Some Satisfaction – Liberation
Critics of the president’s action have criticized unreasonable comparisons.
The government will present its bill on Monday evening that includes a whole series of restrictive measures unprecedented in history: compulsory vaccination of caregivers, extension of health permits to restaurants, cafes and shopping malls, de facto discrimination against unvaccinated people in transportation and public places, compulsory isolation for ten days for people with covid and others. The moral debate will have to wait for the answers to the legal debate: the executive branch transmitted its text to the Council of State last week, but the Constitutional Council will also have its say. Lobbyists from the affected business sectors are already on the lookout, and this is normal.
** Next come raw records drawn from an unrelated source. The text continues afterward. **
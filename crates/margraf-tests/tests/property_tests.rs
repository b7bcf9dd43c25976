//! Property tests over randomly shaped chain models: determinism, one-hot
//! output, row-count and mass laws, and joint preservation.

use margraf_core::{determinize, marginalize, probability, CausalModel, Event};
use margraf_frontend::{
    is_exogenous_name, serialize_network, CptDecl, NetworkAst, ParentsDecl, VarDecl,
};
use proptest::prelude::*;

fn domain(size: usize) -> Vec<String> {
    (0..size).map(|i| format!("d{}", i)).collect()
}

fn uniform_rows(rows: usize, cols: usize) -> Vec<Vec<f64>> {
    vec![vec![1.0 / cols as f64; cols]; rows]
}

/// Chain of `length` observables X1..Xn, each fed by the previous one and
/// by its own noise parent Ui (listed last, fastest-varying).
fn chain_network(length: usize, obs_size: usize, exo_size: usize) -> NetworkAst {
    let mut variables = Vec::new();
    let mut parents = Vec::new();
    let mut cpts = Vec::new();
    for i in 1..=length {
        let noise = format!("U{}", i);
        let observable = format!("X{}", i);

        variables.push(VarDecl {
            name: noise.clone(),
            domain: domain(exo_size),
        });
        parents.push(ParentsDecl {
            child: noise.clone(),
            parents: Vec::new(),
        });
        cpts.push(CptDecl {
            variable: noise.clone(),
            declared_rows: 1,
            declared_cols: exo_size,
            rows: uniform_rows(1, exo_size),
        });

        let mut parent_names = Vec::new();
        if i > 1 {
            parent_names.push(format!("X{}", i - 1));
        }
        parent_names.push(noise);
        let rows = if i > 1 { obs_size * exo_size } else { exo_size };
        variables.push(VarDecl {
            name: observable.clone(),
            domain: domain(obs_size),
        });
        parents.push(ParentsDecl {
            child: observable.clone(),
            parents: parent_names,
        });
        cpts.push(CptDecl {
            variable: observable,
            declared_rows: rows,
            declared_cols: obs_size,
            rows: uniform_rows(rows, obs_size),
        });
    }
    NetworkAst {
        name: "chain".to_string(),
        variables,
        parents,
        cpts,
    }
}

proptest! {
    #[test]
    fn determinize_is_reproducible(
        length in 1usize..=3,
        obs_size in 2usize..=3,
        exo_size in 2usize..=3,
        seed in any::<u64>(),
    ) {
        let topology = chain_network(length, obs_size, exo_size);
        let a = serialize_network(&determinize(&topology, seed).unwrap());
        let b = serialize_network(&determinize(&topology, seed).unwrap());
        prop_assert_eq!(a, b);
    }

    #[test]
    fn determinized_rows_are_one_hot(
        length in 1usize..=3,
        obs_size in 2usize..=3,
        exo_size in 2usize..=3,
        seed in any::<u64>(),
    ) {
        let topology = chain_network(length, obs_size, exo_size);
        let det = determinize(&topology, seed).unwrap();
        for cpt in det.cpts.iter().filter(|c| !is_exogenous_name(&c.variable)) {
            for row in &cpt.rows {
                prop_assert_eq!(row.iter().filter(|&&p| p == 1.0).count(), 1);
                prop_assert!(row.iter().all(|&p| p == 0.0 || p == 1.0));
            }
        }
    }

    #[test]
    fn marginal_tables_obey_row_count_and_mass_laws(
        length in 1usize..=3,
        obs_size in 2usize..=3,
        exo_size in 2usize..=3,
        seed in any::<u64>(),
    ) {
        let topology = chain_network(length, obs_size, exo_size);
        let det = determinize(&topology, seed).unwrap();
        let partial = marginalize(&topology, &det).unwrap();
        for (i, cpt) in partial.cpts.iter().enumerate() {
            let expected_rows = if i == 0 { 1 } else { obs_size };
            prop_assert_eq!(cpt.rows.len(), expected_rows);
            prop_assert_eq!(cpt.declared_rows, expected_rows);
            for row in &cpt.rows {
                let mass: f64 = row.iter().sum();
                prop_assert!((mass - 1.0).abs() <= 1e-6);
            }
        }
    }

    #[test]
    fn marginalization_preserves_observable_probabilities(
        length in 1usize..=2,
        obs_size in 2usize..=3,
        exo_size in 2usize..=3,
        seed in any::<u64>(),
    ) {
        let topology = chain_network(length, obs_size, exo_size);
        let det = determinize(&topology, seed).unwrap();
        let complete = CausalModel::from_network(&det).unwrap();
        let partial_ast = marginalize(&topology, &det).unwrap();
        let partial = CausalModel::from_network(&partial_ast).unwrap();

        // All observables pinned to their first domain value.
        let bindings: Vec<(String, String)> = (1..=length)
            .map(|i| (format!("X{}", i), "d0".to_string()))
            .collect();
        let borrowed: Vec<(&str, &str)> = bindings
            .iter()
            .map(|(n, v)| (n.as_str(), v.as_str()))
            .collect();
        let on_complete = probability(
            &complete,
            &Event::of(&complete, &borrowed).unwrap(),
            &Event::empty(),
        )
        .unwrap();
        let on_partial = probability(
            &partial,
            &Event::of(&partial, &borrowed).unwrap(),
            &Event::empty(),
        )
        .unwrap();
        prop_assert!((on_complete - on_partial).abs() <= 1e-9);
    }
}
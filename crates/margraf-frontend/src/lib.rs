//! # Margraf Frontend
//!
//! Parser, AST, validation, and canonical serialization for causal network
//! documents.

pub mod ast;
pub mod dot;
pub mod errors;
pub mod parser;
pub mod serialize;
pub mod validate;

// Re-export commonly used types
pub use ast::*;
pub use dot::network_to_dot;
pub use errors::FrontendError;
pub use parser::parse_network;
pub use serialize::serialize_network;
pub use validate::{validate_network, MASS_TOLERANCE};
What’s less is the kind of complacency toward Covid skeptics and science opponents who took to the streets this weekend, relaying every conspiracy theory imaginable. Discussing the implementation of the measures announced by Emmanuel Macron without the consultations that might be familiar is another thing to confuse with the possible return of the King of France, comparisons of the Pfizer vaccine with Zyklon B from Auschwitz and calls for an invasion of Parliament to avoid a mechanized invasion of the world. In 1978, a court in Fréjus (Var) ruled that the obligation to wear a seat belt is illegal, since then “The decree violates individual freedom as defined by the preamble to the Constitution,” While the demonstrators chanted that millions of French people are about to die, burned, prisoners of their belts. This populist wave vanished in the face of the marked reduction in road fatalities, and soon the legal hurdles were overcome as well. The same applies to Covid-19: On Saturday, when nearly 114,000 people protested the new restrictions, Doctolib registered 210,000 reservations for vaccination. For the majority of French, a small flick is better than a big slap.